Der neuseeländische Produzent Cannasouth hat im Juli einen auf drei Jahre befristeten Liefervertrag mit dem deutschen Unternehmen Weeco Pharma abgeschlossen und will Weeco mit Cannabisblüten aus Neuseeland beliefern. Die beiden Partner wollen zusammen auch eigene Cannabissorten entwickeln. Weeco hat demnach das Vorkaufsrecht für jede neue von Cannasouth entwickelte Sorte. Wir haben den CEO von Cannasouth, Mark Lucas, gesprochen: Wie steht es um Medizinalcannabis “Made in NZ”?

Greenhouse Cannasouth

krautinvest.de: Wie sieht die Medizinalcannabis Industrie in Neuseeland aus? Wie groß ist der Markt?

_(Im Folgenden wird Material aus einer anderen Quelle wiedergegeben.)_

//! Backend to store credentials in the operating system's keyring

use anyhow::Result;
use keyring::Entry;
use std::str::FromStr;

use crate::{authentication_storage::StorageBackend, Authentication};

#[derive(Clone, Debug)]
/// A storage backend that stores credentials in the operating system's keyring
pub struct KeyringAuthenticationStorage {
    /// The `store_key` needs to be unique per program as it is stored
    /// in a global dictionary in the operating system
    pub store_key: String,
}

impl KeyringAuthenticationStorage {
    /// Create a new authentication storage with the given store key
    pub fn from_key(store_key: &str) -> Self {
        Self {
            store_key: store_key.to_string(),
        }
    }
}

/// An error that can occur when accessing the authentication storage
#[derive(thiserror::Error, Debug)]
pub enum KeyringAuthenticationStorageError {
    /// An error occurred when accessing the authentication storage
    #[error("Could not retrieve credentials from authentication storage: {0}")]
    StorageError(#[from] keyring::Error),

    /// An error occurred when serializing the credentials
    #[error("Could not serialize credentials {0}")]
    SerializeCredentialsError(#[from] serde_json::Error),

    /// An error occurred when parsing the credentials
    #[error("Could not parse credentials stored for {host}")]
    ParseCredentialsError {
        /// The host for which the credentials could not be parsed
        host: String,
    },
}

impl Default for KeyringAuthenticationStorage {
    fn default() -> Self {
        Self::from_key("rattler")
    }
}

impl StorageBackend for KeyringAuthenticationStorage {
    fn store(&self, host: &str, authentication: &Authentication) -> Result<()> {
        let password = serde_json::to_string(authentication)?;
        let entry = Entry::new(&self.store_key, host)?;

        entry.set_password(&password)?;

        Ok(())
    }

    fn get(&self, host: &str) -> Result<Option<Authentication>> {
        let entry = Entry::new(&self.store_key, host)?;
        let password = entry.get_password();

        let p_string = match password {
            Ok(password) => password,
            Err(keyring::Error::NoEntry) => return Ok(None),
            Err(e) => return Err(e.into()),
        };

        match Authentication::from_str(&p_string) {
            Ok(auth) => Ok(Some(auth)),
            Err(err) => {
                tracing::warn!("Error parsing credentials for {}: {:?}", host, err);
                Err(KeyringAuthenticationStorageError::ParseCredentialsError {
                    host: host.to_string(),
                }
                .into())
            }
        }
    }

    fn delete(&self, host: &str) -> Result<()> {
        let entry = Entry::new(&self.store_key, host)?;
        entry.delete_credential()?;

        Ok(())
    }
}
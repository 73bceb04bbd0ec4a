use crate::gateway::GatewayInner;
use crate::{ChannelConfig, Gateway};
use dashmap::DashMap;
#[cfg(not(target_arch = "wasm32"))]
use rattler_cache::package_cache::PackageCache;
use reqwest::Client;
use reqwest_middleware::ClientWithMiddleware;
use std::sync::Arc;

/// A builder for constructing a [`Gateway`].
#[derive(Default)]
pub struct GatewayBuilder {
    channel_config: ChannelConfig,
    client: Option<ClientWithMiddleware>,
    #[cfg(not(target_arch = "wasm32"))]
    cache: Option<std::path::PathBuf>,
    #[cfg(not(target_arch = "wasm32"))]
    package_cache: Option<PackageCache>,
    max_concurrent_requests: Option<usize>,
}

impl GatewayBuilder {
    /// New instance of the builder.
    pub fn new() -> Self {
        Self::default()
    }

    /// Set the client to use for fetching repodata.
    #[must_use]
    pub fn with_client(mut self, client: ClientWithMiddleware) -> Self {
        self.set_client(client);
        self
    }

    /// Set the client to use for fetching repodata.
    pub fn set_client(&mut self, client: ClientWithMiddleware) -> &mut Self {
        self.client = Some(client);
        self
    }

    /// Set the channel configuration to use for fetching repodata.
    #[must_use]
    pub fn with_channel_config(mut self, channel_config: ChannelConfig) -> Self {
        self.set_channel_config(channel_config);
        self
    }

    /// Sets the channel configuration to use for fetching repodata.
    pub fn set_channel_config(&mut self, channel_config: ChannelConfig) -> &mut Self {
        self.channel_config = channel_config;
        self
    }

    /// Set the directory to use for caching repodata.
    #[cfg(not(target_arch = "wasm32"))]
    #[must_use]
    pub fn with_cache_dir(mut self, cache: impl Into<std::path::PathBuf>) -> Self {
        self.set_cache_dir(cache);
        self
    }

    /// Add package cache to the builder to store packages.
    #[cfg(not(target_arch = "wasm32"))]
    pub fn with_package_cache(mut self, package_cache: PackageCache) -> Self {
        self.set_package_cache(package_cache);
        self
    }

    /// Set the directory to use for caching repodata.
    #[cfg(not(target_arch = "wasm32"))]
    pub fn set_cache_dir(&mut self, cache: impl Into<std::path::PathBuf>) -> &mut Self {
        self.cache = Some(cache.into());
        self
    }

    /// Set the directory to use for caching packages.
    #[cfg(not(target_arch = "wasm32"))]
    pub fn set_package_cache(&mut self, package_cache: PackageCache) -> &mut Self {
        self.package_cache = Some(package_cache);
        self
    }

    /// Sets the maximum number of concurrent HTTP requests to make.
    #[must_use]
    pub fn with_max_concurrent_requests(mut self, max_concurrent_requests: usize) -> Self {
        self.set_max_concurrent_requests(max_concurrent_requests);
        self
    }

    /// Sets the maximum number of concurrent HTTP requests to make.
    pub fn set_max_concurrent_requests(&mut self, max_concurrent_requests: usize) -> &mut Self {
        self.max_concurrent_requests = Some(max_concurrent_requests);
        self
    }

    /// Finish the construction of the gateway returning a constructed gateway.
    pub fn finish(self) -> Gateway {
        let client = self
            .client
            .unwrap_or_else(|| ClientWithMiddleware::from(Client::new()));

        #[cfg(not(target_arch = "wasm32"))]
        let cache = self.cache.unwrap_or_else(|| {
            dirs::cache_dir()
                .unwrap_or_else(|| std::path::PathBuf::from("."))
                .join("rattler/cache")
        });

        #[cfg(not(target_arch = "wasm32"))]
        let package_cache = self.package_cache.unwrap_or(PackageCache::new(
            cache.join(rattler_cache::PACKAGE_CACHE_DIR),
        ));

        let max_concurrent_requests = self.max_concurrent_requests.unwrap_or(100);
        Gateway {
            inner: Arc::new(GatewayInner {
                subdirs: DashMap::default(),
                client,
                channel_config: self.channel_config,
                #[cfg(not(target_arch = "wasm32"))]
                cache,
                #[cfg(not(target_arch = "wasm32"))]
                package_cache,
                concurrent_requests_semaphore: Arc::new(tokio::sync::Semaphore::new(
                    max_concurrent_requests,
                )),
            }),
        }
    }
}
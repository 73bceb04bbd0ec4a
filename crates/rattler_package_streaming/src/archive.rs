//! Functions that enable extracting or streaming a Conda package for objects that implement the

use std::path::{Path, PathBuf};

use rattler_conda_types::package::ArchiveType;

use crate::read::{folder_from_conda, folder_from_tar_bz2};
/// Test
pub struct Archive {
    /// Test
    pub archive_type: ArchiveType,
    /// Test
    pub location: PathBuf,
}

impl Archive {
    /// Test
    pub fn new(archive_type: ArchiveType, location: PathBuf) -> Self {
        Archive {
            archive_type,
            location,
        }
    }

    /// Test
    pub fn extract_a_folder(
        &self,
        folder_to_extract: &Path,
        destination: &Path,
    ) -> Result<(), std::io::Error> {
        match self.archive_type {
            ArchiveType::TarBz2 => {
                folder_from_tar_bz2(&self.location, folder_to_extract, destination)
            }
            ArchiveType::Conda => folder_from_conda(&self.location, folder_to_extract, destination),
        }
    }
}

impl TryFrom<PathBuf> for Archive {
    type Error = std::io::Error;

    fn try_from(path: PathBuf) -> Result<Self, Self::Error> {
        let archive_type = ArchiveType::try_from(path.as_path()).ok_or(std::io::Error::new(
            std::io::ErrorKind::NotFound,
            "package does not point to valid archive",
        ))?;
        Ok(Archive {
            archive_type,
            location: path,
        })
    }
}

Mark Lucas: Das Programm zu medizinischem Cannabis wurde im April 2020 implementiert und hat die Aufgabe, für Patienten den Zugang zu qualitativ hochwertigen und erschwinglichen medizinischen Cannabisprodukten (MC) zu verbessern. Es steckt noch in den Kinderschuhen: In den zwölf Monaten bis Juni 2021 wurden etwa 31.000 Flaschen CBD verschrieben, die Verkaufsmengen THC-haltiger Produkte sind weitaus geringer. Eine kleine Anzahl von Blütenprodukten erhielten gerade erst das Zertifikat, dass sie den Mindestqualitätsstandard der Medicinal Cannabis Agency (MCA, gehört zum neuseeländisches Gesundheitsministerium) entsprechen. Daher gibt es noch keine Daten zu den Verkaufsmengen von Blütenprodukten. 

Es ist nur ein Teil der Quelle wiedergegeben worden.